Ketiga, berdoa. Doa merupakan praktik spiritual yang tidak pernah ketinggalan zaman. Tidak hanya selama Prapaskah tetapi sepanjang tahun, doa adalah cara yang ampuh untuk berpartisipasi dalam komunitas ilahi. Doa menghubungkan kita dengan sesama dan dengan Allah. Kesatuan suci ini menyatukan kerentanan diri kita dengan pribadi yang lain, untuk kemudian menciptakan suatu keutuhan baru yang indah.
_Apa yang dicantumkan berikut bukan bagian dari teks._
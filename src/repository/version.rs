//! Maven version ordering and version range selection

use std::cmp::Ordering;
use std::fmt;

use super::ResolutionError;

const SNAPSHOT: &str = "SNAPSHOT";

/// A version string with Maven ordering
///
/// Versions are split into numeric and qualifier items at `.`, `-` and
/// digit/letter transitions. Numbers compare numerically, known qualifiers
/// by release maturity (`alpha < beta < milestone < rc < snapshot < release < sp`)
/// and unknown qualifiers lexically after those.
#[derive(Debug, Clone)]
pub struct MavenVersion {
    raw: String,
    items: Vec<Item>,
}

#[derive(Debug, Clone, PartialEq, Eq)]
enum Item {
    Number(u64),
    Qualifier(String),
}

impl MavenVersion {
    pub fn parse(raw: &str) -> Self {
        let mut items = Vec::new();
        for token in raw.to_ascii_lowercase().split(['.', '-']) {
            let mut current = String::new();
            for c in token.chars() {
                let switch = current
                    .chars()
                    .last()
                    .is_some_and(|last| last.is_ascii_digit() != c.is_ascii_digit());
                if switch {
                    items.push(Item::from_token(&current));
                    current.clear();
                }
                current.push(c);
            }
            if !current.is_empty() {
                items.push(Item::from_token(&current));
            }
        }
        Self {
            raw: raw.to_string(),
            items,
        }
    }

    pub fn as_str(&self) -> &str {
        &self.raw
    }
}

impl Item {
    fn from_token(token: &str) -> Self {
        match token.parse::<u64>() {
            Ok(n) => Item::Number(n),
            Err(_) => Item::Qualifier(token.to_string()),
        }
    }
}

fn qualifier_rank(qualifier: &str) -> usize {
    match qualifier {
        "alpha" | "a" => 0,
        "beta" | "b" => 1,
        "milestone" | "m" => 2,
        "rc" | "cr" => 3,
        "snapshot" => 4,
        "" | "ga" | "final" | "release" => 5,
        "sp" => 6,
        _ => 7,
    }
}

fn compare_qualifiers(a: &str, b: &str) -> Ordering {
    qualifier_rank(a)
        .cmp(&qualifier_rank(b))
        .then_with(|| a.cmp(b))
}

fn compare_items(a: Option<&Item>, b: Option<&Item>) -> Ordering {
    match (a, b) {
        (None, None) => Ordering::Equal,
        (Some(Item::Number(x)), Some(Item::Number(y))) => x.cmp(y),
        (Some(Item::Number(_)), Some(Item::Qualifier(_))) => Ordering::Greater,
        (Some(Item::Qualifier(_)), Some(Item::Number(_))) => Ordering::Less,
        (Some(Item::Qualifier(x)), Some(Item::Qualifier(y))) => compare_qualifiers(x, y),
        // padding takes the shape of the other side: 0 or the release qualifier
        (None, Some(Item::Number(y))) => 0.cmp(y),
        (Some(Item::Number(x)), None) => x.cmp(&0),
        (None, Some(Item::Qualifier(y))) => compare_qualifiers("", y),
        (Some(Item::Qualifier(x)), None) => compare_qualifiers(x, ""),
    }
}

impl Ord for MavenVersion {
    fn cmp(&self, other: &Self) -> Ordering {
        let len = self.items.len().max(other.items.len());
        (0..len)
            .map(|i| compare_items(self.items.get(i), other.items.get(i)))
            .find(|o| o.is_ne())
            .unwrap_or(Ordering::Equal)
    }
}

impl PartialOrd for MavenVersion {
    fn partial_cmp(&self, other: &Self) -> Option<Ordering> {
        Some(self.cmp(other))
    }
}

impl PartialEq for MavenVersion {
    fn eq(&self, other: &Self) -> bool {
        self.cmp(other).is_eq()
    }
}

impl Eq for MavenVersion {}

impl fmt::Display for MavenVersion {
    fn fmt(&self, f: &mut fmt::Formatter<'_>) -> fmt::Result {
        f.write_str(&self.raw)
    }
}

/// Whether a version refers to a snapshot, floating or timestamped
pub fn is_snapshot(version: &str) -> bool {
    version.ends_with(SNAPSHOT) || split_timestamp(version).is_some()
}

/// The floating version a concrete version belongs to
///
/// `1.0-20070101.120000-1` becomes `1.0-SNAPSHOT`; every other version is
/// its own base version.
pub fn base_version(version: &str) -> String {
    match split_timestamp(version) {
        Some(base) => format!("{base}-{SNAPSHOT}"),
        None => version.to_string(),
    }
}

/// Split `<base>-<yyyyMMdd.HHmmss>-<build>` into its base part
pub(crate) fn split_timestamp(version: &str) -> Option<&str> {
    let (rest, build) = version.rsplit_once('-')?;
    let (base, stamp) = rest.rsplit_once('-')?;
    let (date, time) = stamp.split_once('.')?;

    let digits = |s: &str, len: usize| s.len() == len && s.bytes().all(|b| b.is_ascii_digit());
    let valid = digits(date, 8)
        && digits(time, 6)
        && !build.is_empty()
        && build.bytes().all(|b| b.is_ascii_digit())
        && !base.is_empty();
    valid.then_some(base)
}

/// A requested version: a plain version or a set of ranges
#[derive(Debug, Clone, PartialEq, Eq)]
pub enum VersionSpec {
    Exact(String),
    Ranges(Vec<Restriction>),
}

/// One `[lower,upper)` interval of a version range
#[derive(Debug, Clone, PartialEq, Eq)]
pub struct Restriction {
    pub lower: Option<Bound>,
    pub upper: Option<Bound>,
}

#[derive(Debug, Clone, PartialEq, Eq)]
pub struct Bound {
    pub version: MavenVersion,
    pub inclusive: bool,
}

impl Restriction {
    pub fn contains(&self, version: &MavenVersion) -> bool {
        let above = self.lower.as_ref().is_none_or(|bound| match version.cmp(&bound.version) {
            Ordering::Greater => true,
            Ordering::Equal => bound.inclusive,
            Ordering::Less => false,
        });
        let below = self.upper.as_ref().is_none_or(|bound| match version.cmp(&bound.version) {
            Ordering::Less => true,
            Ordering::Equal => bound.inclusive,
            Ordering::Greater => false,
        });
        above && below
    }
}

impl VersionSpec {
    /// Parse a version or a comma separated union of ranges
    ///
    /// ```text
    /// 1.0            exact (soft) version
    /// [1.0]          only 1.0
    /// [1.0,2.0)      1.0 <= v < 2.0
    /// (,1.0],[1.2,)  v <= 1.0 or v >= 1.2
    /// ```
    pub fn parse(spec: &str) -> Result<Self, ResolutionError> {
        let spec = spec.trim();
        let invalid = |reason: &str| ResolutionError::InvalidVersion {
            version: spec.to_string(),
            reason: reason.to_string(),
        };

        if spec.is_empty() {
            return Err(invalid("empty version"));
        }
        if !spec.starts_with(['[', '(']) {
            if spec.contains(['[', ']', '(', ')', ',']) {
                return Err(invalid("unexpected range delimiter"));
            }
            return Ok(VersionSpec::Exact(spec.to_string()));
        }

        let mut restrictions = Vec::new();
        let mut rest = spec;
        while !rest.is_empty() {
            let open = rest.chars().next().ok_or_else(|| invalid("truncated range"))?;
            if open != '[' && open != '(' {
                return Err(invalid("expected '[' or '('"));
            }
            let close = rest
                .find([']', ')'])
                .ok_or_else(|| invalid("unbalanced range"))?;
            let body = &rest[1..close];
            let lower_inclusive = open == '[';
            let upper_inclusive = rest[close..].starts_with(']');
            restrictions.push(parse_restriction(body, lower_inclusive, upper_inclusive).map_err(&invalid)?);

            rest = rest[close + 1..].trim_start();
            if let Some(next) = rest.strip_prefix(',') {
                rest = next.trim_start();
                if rest.is_empty() {
                    return Err(invalid("trailing ','"));
                }
            } else if !rest.is_empty() {
                return Err(invalid("ranges must be separated by ','"));
            }
        }
        Ok(VersionSpec::Ranges(restrictions))
    }

    pub fn contains(&self, version: &MavenVersion) -> bool {
        match self {
            VersionSpec::Exact(exact) => MavenVersion::parse(exact) == *version,
            VersionSpec::Ranges(ranges) => ranges.iter().any(|r| r.contains(version)),
        }
    }

    /// Highest candidate accepted by this spec
    pub fn select<'a>(&self, candidates: impl IntoIterator<Item = &'a str>) -> Option<String> {
        candidates
            .into_iter()
            .map(MavenVersion::parse)
            .filter(|v| self.contains(v))
            .max()
            .map(|v| v.raw)
    }
}

fn parse_restriction(
    body: &str,
    lower_inclusive: bool,
    upper_inclusive: bool,
) -> Result<Restriction, &'static str> {
    let Some((low, high)) = body.split_once(',') else {
        // single version pins both bounds
        let version = body.trim();
        if version.is_empty() || !lower_inclusive || !upper_inclusive {
            return Err("single version ranges must use [v]");
        }
        let bound = Bound {
            version: MavenVersion::parse(version),
            inclusive: true,
        };
        return Ok(Restriction {
            lower: Some(bound.clone()),
            upper: Some(bound),
        });
    };

    if high.contains(',') {
        return Err("too many bounds in range");
    }
    let bound = |text: &str, inclusive: bool| {
        let text = text.trim();
        (!text.is_empty()).then(|| Bound {
            version: MavenVersion::parse(text),
            inclusive,
        })
    };
    let restriction = Restriction {
        lower: bound(low, lower_inclusive),
        upper: bound(high, upper_inclusive),
    };
    if let (Some(lower), Some(upper)) = (&restriction.lower, &restriction.upper) {
        if lower.version > upper.version {
            return Err("lower bound is above upper bound");
        }
    }
    Ok(restriction)
}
Ketiga bakti iman-spiritual di atas merupakan upaya konkret dari ideal pertobatan. Ketiga-tiganya tidak berdiri sendirian karena melakukan yang satu lalu mengabaikan dua tindakan lainnya justru tidak punya makna apa-apa dalam hal mengupayakan keutuhan relasi manusia dengan sesama dan dengan Allah. Dalam kerentanan itu kita sedang berjalan menuju kesempurnaan terutama persatuan dengan Allah yang selalu menawarkan rahmat. Kepekaan pada tawaran rahmat Allah itu yang akan mengantar kita -kendati rentan-  kepada keutuhan-kesempurnaan. Kita selalu diberi kesempatan untuk bertobat melalui rangkulan kasih-Nya. Upaya kita adalah merangkul kerentanan itu dalam semangat solidaritas sebagai sesama yang rentan sembari tidak menyingkirkan peran Allah dengan kasih-Nya yang tak terbatas itu.

*Ulasan ini merupakan saduran dari tulisan Mary Ann Steutermann, “Dust to Dust: An Ash Wednesday Reflection” dalam Franciscanmedia. Penulis mengalihbahasakan berikut meringkas dan menambah beberapa hal yang perlu.